[About this task]: Repeat every entry exactly. Leave nothing out.

[Stored items from a collection]:
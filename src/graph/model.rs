use num_traits::{Float, Zero};
use std::collections::HashMap;
use std::fmt::Debug;

use crate::{Error, Result};

/// Handle to a vertex in a [`Graph`].
///
/// Ids are never reused within one graph, so a handle kept across a
/// `remove_vertex` simply dangles: lookups on it return `None`.
#[derive(Debug, Clone, Copy, PartialEq, Eq, PartialOrd, Ord, Hash)]
pub struct VertexId(usize);

/// Handle to a directed edge in a [`Graph`]. Same non-reuse guarantee as
/// [`VertexId`].
#[derive(Debug, Clone, Copy, PartialEq, Eq, PartialOrd, Ord, Hash)]
pub struct EdgeId(usize);

/// A directed edge. The source is implicit: it is the vertex whose edge list
/// owns this value. The target is a non-owning handle into the graph's
/// vertex arena.
#[derive(Debug, Clone)]
pub struct Edge<W>
where
    W: Float + Zero + Debug + Copy,
{
    id: EdgeId,
    target: VertexId,
    weight: W,
}

impl<W> Edge<W>
where
    W: Float + Zero + Debug + Copy,
{
    pub fn id(&self) -> EdgeId {
        self.id
    }

    pub fn target(&self) -> VertexId {
        self.target
    }

    /// The edge weight. Must be non-negative for the engine's correctness
    /// guarantee to hold; the model does not enforce this (see
    /// [`Graph::add_edge`]).
    pub fn weight(&self) -> W {
        self.weight
    }
}

/// A named vertex owning its outgoing edges in insertion order.
#[derive(Debug, Clone)]
pub struct Vertex<W>
where
    W: Float + Zero + Debug + Copy,
{
    name: String,
    edges: Vec<Edge<W>>,
}

impl<W> Vertex<W>
where
    W: Float + Zero + Debug + Copy,
{
    pub fn name(&self) -> &str {
        &self.name
    }

    /// Outgoing edges in insertion order. This order is the engine's
    /// neighbor scan order, so it is part of observable behavior.
    pub fn edges(&self) -> &[Edge<W>] {
        &self.edges
    }
}

/// A weighted directed graph with named vertices.
///
/// Vertices live in a central arena; each vertex owns its outgoing edges and
/// edges refer to their targets by id, so ownership stays tree-shaped. The
/// graph persists across engine runs and may be edited between them, but not
/// while a traversal over it is in progress (single-writer discipline is the
/// caller's responsibility).
#[derive(Debug, Clone)]
pub struct Graph<W>
where
    W: Float + Zero + Debug + Copy,
{
    vertices: HashMap<VertexId, Vertex<W>>,

    /// Monotonic id counters; removal never frees an id for reuse.
    next_vertex: usize,
    next_edge: usize,
}

fn validate_name(name: &str) -> Result<()> {
    if name.trim().is_empty() {
        return Err(Error::InvalidName(name.to_string()));
    }
    Ok(())
}

impl<W> Graph<W>
where
    W: Float + Zero + Debug + Copy,
{
    /// Creates a new empty graph
    pub fn new() -> Self {
        Graph {
            vertices: HashMap::new(),
            next_vertex: 0,
            next_edge: 0,
        }
    }

    /// Adds a vertex with the given display name and returns its id.
    ///
    /// Fails with [`Error::InvalidName`] if the name is empty or
    /// whitespace-only.
    pub fn add_vertex(&mut self, name: impl Into<String>) -> Result<VertexId> {
        let name = name.into();
        validate_name(&name)?;

        let id = VertexId(self.next_vertex);
        self.next_vertex += 1;
        self.vertices.insert(
            id,
            Vertex {
                name,
                edges: Vec::new(),
            },
        );
        Ok(id)
    }

    /// Renames a vertex, with the same name validation as [`Self::add_vertex`].
    pub fn rename_vertex(&mut self, vertex: VertexId, name: impl Into<String>) -> Result<()> {
        let name = name.into();
        validate_name(&name)?;

        let entry = self
            .vertices
            .get_mut(&vertex)
            .ok_or(Error::UnknownVertex(vertex))?;
        entry.name = name;
        Ok(())
    }

    /// Adds a directed edge and returns its id. The edge is appended to the
    /// source's list, preserving insertion order.
    ///
    /// Negative weights are NOT rejected here: Dijkstra's non-negativity
    /// precondition is the caller's to enforce at creation time, and a graph
    /// that violates it yields paths with no correctness guarantee.
    pub fn add_edge(&mut self, source: VertexId, target: VertexId, weight: W) -> Result<EdgeId> {
        if !self.vertices.contains_key(&target) {
            return Err(Error::UnknownVertex(target));
        }
        let entry = self
            .vertices
            .get_mut(&source)
            .ok_or(Error::UnknownVertex(source))?;

        let id = EdgeId(self.next_edge);
        self.next_edge += 1;
        entry.edges.push(Edge { id, target, weight });
        Ok(id)
    }

    /// Removes an edge. Idempotent: returns false if the edge was already
    /// gone.
    pub fn remove_edge(&mut self, edge: EdgeId) -> bool {
        for vertex in self.vertices.values_mut() {
            let before = vertex.edges.len();
            vertex.edges.retain(|e| e.id != edge);
            if vertex.edges.len() < before {
                return true;
            }
        }
        false
    }

    /// Removes a vertex together with its outgoing edges and every edge in
    /// the rest of the graph that targets it. Returns false if the vertex
    /// was already gone.
    pub fn remove_vertex(&mut self, vertex: VertexId) -> bool {
        if self.vertices.remove(&vertex).is_none() {
            return false;
        }
        for other in self.vertices.values_mut() {
            other.edges.retain(|e| e.target != vertex);
        }
        true
    }

    /// Updates the weight of an existing edge. Returns false if the edge no
    /// longer exists. Negative weights are not rejected (see
    /// [`Self::add_edge`]).
    pub fn set_edge_weight(&mut self, edge: EdgeId, weight: W) -> bool {
        for vertex in self.vertices.values_mut() {
            if let Some(e) = vertex.edges.iter_mut().find(|e| e.id == edge) {
                e.weight = weight;
                return true;
            }
        }
        false
    }

    /// Gets the weight of an edge if it still exists
    pub fn edge_weight(&self, edge: EdgeId) -> Option<W> {
        self.vertices
            .values()
            .flat_map(|v| v.edges.iter())
            .find(|e| e.id == edge)
            .map(|e| e.weight)
    }

    /// Returns the outgoing edges of a vertex in insertion order; empty for
    /// a dangling id.
    pub fn edges_of(&self, vertex: VertexId) -> impl Iterator<Item = &Edge<W>> {
        self.vertices
            .get(&vertex)
            .map(|v| v.edges.as_slice())
            .unwrap_or(&[])
            .iter()
    }

    pub fn vertex(&self, vertex: VertexId) -> Option<&Vertex<W>> {
        self.vertices.get(&vertex)
    }

    /// Display name of a vertex, if it still exists
    pub fn vertex_name(&self, vertex: VertexId) -> Option<&str> {
        self.vertices.get(&vertex).map(|v| v.name.as_str())
    }

    pub fn contains_vertex(&self, vertex: VertexId) -> bool {
        self.vertices.contains_key(&vertex)
    }

    /// Returns the number of vertices in the graph
    pub fn vertex_count(&self) -> usize {
        self.vertices.len()
    }

    /// Returns the number of edges in the graph
    pub fn edge_count(&self) -> usize {
        self.vertices.values().map(|v| v.edges.len()).sum()
    }

    /// Iterates over all vertex ids, in no particular order
    pub fn vertex_ids(&self) -> impl Iterator<Item = VertexId> + '_ {
        self.vertices.keys().copied()
    }
}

[Answer to the problem]:
filename src/graph/model.rs
use num_traits::{Float, Zero};
use std::collections::HashMap;
use std::fmt::Debug;

use crate::{Error, Result};

/// Handle to a vertex in a [`Graph`].
///
/// Ids are never reused within one graph, so a handle kept across a
/// `remove_vertex` simply dangles: lookups on it return `None`.
#[derive(Debug, Clone, Copy, PartialEq, Eq, PartialOrd, Ord, Hash)]
pub struct VertexId(usize);

/// Handle to a directed edge in a [`Graph`]. Same non-reuse guarantee as
/// [`VertexId`].
#[derive(Debug, Clone, Copy, PartialEq, Eq, PartialOrd, Ord, Hash)]
pub struct EdgeId(usize);

/// A directed edge. The source is implicit: it is the vertex whose edge list
/// owns this value. The target is a non-owning handle into the graph's
/// vertex arena.
#[derive(Debug, Clone)]
pub struct Edge<W>
where
    W: Float + Zero + Debug + Copy,
{
    id: EdgeId,
    target: VertexId,
    weight: W,
}

impl<W> Edge<W>
where
    W: Float + Zero + Debug + Copy,
{
    pub fn id(&self) -> EdgeId {
        self.id
    }

    pub fn target(&self) -> VertexId {
        self.target
    }

    /// The edge weight. Must be non-negative for the engine's correctness
    /// guarantee to hold; the model does not enforce this (see
    /// [`Graph::add_edge`]).
    pub fn weight(&self) -> W {
        self.weight
    }
}

/// A named vertex owning its outgoing edges in insertion order.
#[derive(Debug, Clone)]
pub struct Vertex<W>
where
    W: Float + Zero + Debug + Copy,
{
    name: String,
    edges: Vec<Edge<W>>,
}

impl<W> Vertex<W>
where
    W: Float + Zero + Debug + Copy,
{
    pub fn name(&self) -> &str {
        &self.name
    }

    /// Outgoing edges in insertion order. This order is the engine's
    /// neighbor scan order, so it is part of observable behavior.
    pub fn edges(&self) -> &[Edge<W>] {
        &self.edges
    }
}

/// A weighted directed graph with named vertices.
///
/// Vertices live in a central arena; each vertex owns its outgoing edges and
/// edges refer to their targets by id, so ownership stays tree-shaped. The
/// graph persists across engine runs and may be edited between them, but not
/// while a traversal over it is in progress (single-writer discipline is the
/// caller's responsibility).
#[derive(Debug, Clone)]
pub struct Graph<W>
where
    W: Float + Zero + Debug + Copy,
{
    vertices: HashMap<VertexId, Vertex<W>>,

    /// Monotonic id counters; removal never frees an id for reuse.
    next_vertex: usize,
    next_edge: usize,
}

fn validate_name(name: &str) -> Result<()> {
    if name.trim().is_empty() {
        return Err(Error::InvalidName(name.to_string()));
    }
    Ok(())
}

impl<W> Graph<W>
where
    W: Float + Zero + Debug + Copy,
{
    /// Creates a new empty graph
    pub fn new() -> Self {
        Graph {
            vertices: HashMap::new(),
            next_vertex: 0,
            next_edge: 0,
        }
    }

    /// Adds a vertex with the given display name and returns its id.
    ///
    /// Fails with [`Error::InvalidName`] if the name is empty or
    /// whitespace-only.
    pub fn add_vertex(&mut self, name: impl Into<String>) -> Result<VertexId> {
        let name = name.into();
        validate_name(&name)?;

        let id = VertexId(self.next_vertex);
        self.next_vertex += 1;
        self.vertices.insert(
            id,
            Vertex {
                name,
                edges: Vec::new(),
            },
        );
        Ok(id)
    }

    /// Renames a vertex, with the same name validation as [`Self::add_vertex`].
    pub fn rename_vertex(&mut self, vertex: VertexId, name: impl Into<String>) -> Result<()> {
        let name = name.into();
        validate_name(&name)?;

        let entry = self
            .vertices
            .get_mut(&vertex)
            .ok_or(Error::UnknownVertex(vertex))?;
        entry.name = name;
        Ok(())
    }

    /// Adds a directed edge and returns its id. The edge is appended to the
    /// source's list, preserving insertion order.
    ///
    /// Negative weights are NOT rejected here: Dijkstra's non-negativity
    /// precondition is the caller's to enforce at creation time, and a graph
    /// that violates it yields paths with no correctness guarantee.
    pub fn add_edge(&mut self, source: VertexId, target: VertexId, weight: W) -> Result<EdgeId> {
        if !self.vertices.contains_key(&target) {
            return Err(Error::UnknownVertex(target));
        }
        let entry = self
            .vertices
            .get_mut(&source)
            .ok_or(Error::UnknownVertex(source))?;

        let id = EdgeId(self.next_edge);
        self.next_edge += 1;
        entry.edges.push(Edge { id, target, weight });
        Ok(id)
    }

    /// Removes an edge. Idempotent: returns false if the edge was already
    /// gone.
    pub fn remove_edge(&mut self, edge: EdgeId) -> bool {
        for vertex in self.vertices.values_mut() {
            let before = vertex.edges.len();
            vertex.edges.retain(|e| e.id != edge);
            if vertex.edges.len() < before {
                return true;
            }
        }
        false
    }

    /// Removes a vertex together with its outgoing edges and every edge in
    /// the rest of the graph that targets it. Returns false if the vertex
    /// was already gone.
    pub fn remove_vertex(&mut self, vertex: VertexId) -> bool {
        if self.vertices.remove(&vertex).is_none() {
            return false;
        }
        for other in self.vertices.values_mut() {
            other.edges.retain(|e| e.target != vertex);
        }
        true
    }

    /// Updates the weight of an existing edge. Returns false if the edge no
    /// longer exists. Negative weights are not rejected (see
    /// [`Self::add_edge`]).
    pub fn set_edge_weight(&mut self, edge: EdgeId, weight: W) -> bool {
        for vertex in self.vertices.values_mut() {
            if let Some(e) = vertex.edges.iter_mut().find(|e| e.id == edge) {
                e.weight = weight;
                return true;
            }
        }
        false
    }

    /// Gets the weight of an edge if it still exists
    pub fn edge_weight(&self, edge: EdgeId) -> Option<W> {
        self.vertices
            .values()
            .flat_map(|v| v.edges.iter())
            .find(|e| e.id == edge)
            .map(|e| e.weight)
    }

    /// Returns the outgoing edges of a vertex in insertion order; empty for
    /// a dangling id.
    pub fn edges_of(&self, vertex: VertexId) -> impl Iterator<Item = &Edge<W>> {
        self.vertices
            .get(&vertex)
            .map(|v| v.edges.as_slice())
            .unwrap_or(&[])
            .iter()
    }

    pub fn vertex(&self, vertex: VertexId) -> Option<&Vertex<W>> {
        self.vertices.get(&vertex)
    }

    /// Display name of a vertex, if it still exists
    pub fn vertex_name(&self, vertex: VertexId) -> Option<&str> {
        self.vertices.get(&vertex).map(|v| v.name.as_str())
    }

    pub fn contains_vertex(&self, vertex: VertexId) -> bool {
        self.vertices.contains_key(&vertex)
    }

    /// Returns the number of vertices in the graph
    pub fn vertex_count(&self) -> usize {
        self.vertices.len()
    }

    /// Returns the number of edges in the graph
    pub fn edge_count(&self) -> usize {
        self.vertices.values().map(|v| v.edges.len()).sum()
    }

    /// Iterates over all vertex ids, in no particular order
    pub fn vertex_ids(&self) -> impl Iterator<Item = VertexId> + '_ {
        self.vertices.keys().copied()
    }
}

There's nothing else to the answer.